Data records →

◇ ◇ ◇ ◇ ◇

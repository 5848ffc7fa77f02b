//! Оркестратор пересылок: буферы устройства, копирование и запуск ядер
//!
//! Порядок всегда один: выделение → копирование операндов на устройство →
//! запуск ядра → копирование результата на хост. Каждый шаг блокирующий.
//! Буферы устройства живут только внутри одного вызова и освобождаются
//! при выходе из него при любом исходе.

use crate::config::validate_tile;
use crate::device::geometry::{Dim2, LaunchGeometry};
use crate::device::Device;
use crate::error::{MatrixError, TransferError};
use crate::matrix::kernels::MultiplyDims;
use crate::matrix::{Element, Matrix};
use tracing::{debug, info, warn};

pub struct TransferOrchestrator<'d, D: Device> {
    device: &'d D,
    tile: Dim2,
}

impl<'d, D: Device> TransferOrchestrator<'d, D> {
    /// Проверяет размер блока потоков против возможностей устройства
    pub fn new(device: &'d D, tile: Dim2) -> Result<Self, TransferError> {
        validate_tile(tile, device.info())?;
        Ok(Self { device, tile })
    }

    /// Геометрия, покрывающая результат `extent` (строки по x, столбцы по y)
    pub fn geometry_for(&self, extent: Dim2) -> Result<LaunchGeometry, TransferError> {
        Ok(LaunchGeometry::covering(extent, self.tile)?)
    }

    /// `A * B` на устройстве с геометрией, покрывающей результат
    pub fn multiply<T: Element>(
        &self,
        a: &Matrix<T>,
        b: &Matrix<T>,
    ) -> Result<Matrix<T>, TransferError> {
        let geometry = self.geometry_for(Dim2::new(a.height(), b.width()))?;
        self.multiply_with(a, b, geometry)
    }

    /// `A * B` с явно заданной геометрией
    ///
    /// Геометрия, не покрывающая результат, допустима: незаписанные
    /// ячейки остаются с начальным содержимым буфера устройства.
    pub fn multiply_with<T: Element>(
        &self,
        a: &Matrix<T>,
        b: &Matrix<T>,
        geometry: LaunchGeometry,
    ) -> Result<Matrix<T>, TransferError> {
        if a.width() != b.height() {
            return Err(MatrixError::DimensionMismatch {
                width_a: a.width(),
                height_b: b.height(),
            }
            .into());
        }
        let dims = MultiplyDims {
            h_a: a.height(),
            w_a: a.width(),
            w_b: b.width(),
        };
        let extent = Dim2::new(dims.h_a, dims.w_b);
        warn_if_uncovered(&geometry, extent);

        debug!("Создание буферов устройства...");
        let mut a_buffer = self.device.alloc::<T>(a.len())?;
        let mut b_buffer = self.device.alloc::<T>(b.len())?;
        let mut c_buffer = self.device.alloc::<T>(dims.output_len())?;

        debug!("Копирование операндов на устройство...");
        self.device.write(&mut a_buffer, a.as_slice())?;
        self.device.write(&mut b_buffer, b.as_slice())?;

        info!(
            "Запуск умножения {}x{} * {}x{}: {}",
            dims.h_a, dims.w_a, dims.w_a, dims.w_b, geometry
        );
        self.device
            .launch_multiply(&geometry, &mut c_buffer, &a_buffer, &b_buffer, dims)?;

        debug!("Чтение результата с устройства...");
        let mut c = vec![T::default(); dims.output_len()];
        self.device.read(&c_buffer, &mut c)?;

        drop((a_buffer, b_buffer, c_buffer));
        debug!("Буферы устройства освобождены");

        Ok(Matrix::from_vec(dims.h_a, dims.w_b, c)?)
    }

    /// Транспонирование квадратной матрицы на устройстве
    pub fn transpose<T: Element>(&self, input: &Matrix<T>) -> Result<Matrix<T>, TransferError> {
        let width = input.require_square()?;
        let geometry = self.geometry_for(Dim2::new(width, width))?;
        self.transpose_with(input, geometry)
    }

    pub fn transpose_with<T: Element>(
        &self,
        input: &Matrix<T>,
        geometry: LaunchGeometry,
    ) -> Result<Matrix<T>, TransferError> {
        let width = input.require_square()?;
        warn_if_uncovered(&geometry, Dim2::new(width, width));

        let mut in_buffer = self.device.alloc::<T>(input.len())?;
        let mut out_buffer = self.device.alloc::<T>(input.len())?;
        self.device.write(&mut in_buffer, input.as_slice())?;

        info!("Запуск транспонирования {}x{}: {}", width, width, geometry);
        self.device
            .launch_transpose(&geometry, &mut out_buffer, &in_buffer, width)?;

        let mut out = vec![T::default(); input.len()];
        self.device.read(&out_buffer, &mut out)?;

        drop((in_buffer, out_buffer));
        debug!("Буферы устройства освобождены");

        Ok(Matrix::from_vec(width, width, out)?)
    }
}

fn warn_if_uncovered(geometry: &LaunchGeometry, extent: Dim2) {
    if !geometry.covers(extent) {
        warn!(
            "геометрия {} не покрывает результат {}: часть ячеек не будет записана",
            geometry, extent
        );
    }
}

◇ ◇ ◇ ◇ ◇

Exercise details → Show the lines above that include "MultiplyDims".

Output for this exercise →
use crate::matrix::kernels::MultiplyDims;
        let dims = MultiplyDims {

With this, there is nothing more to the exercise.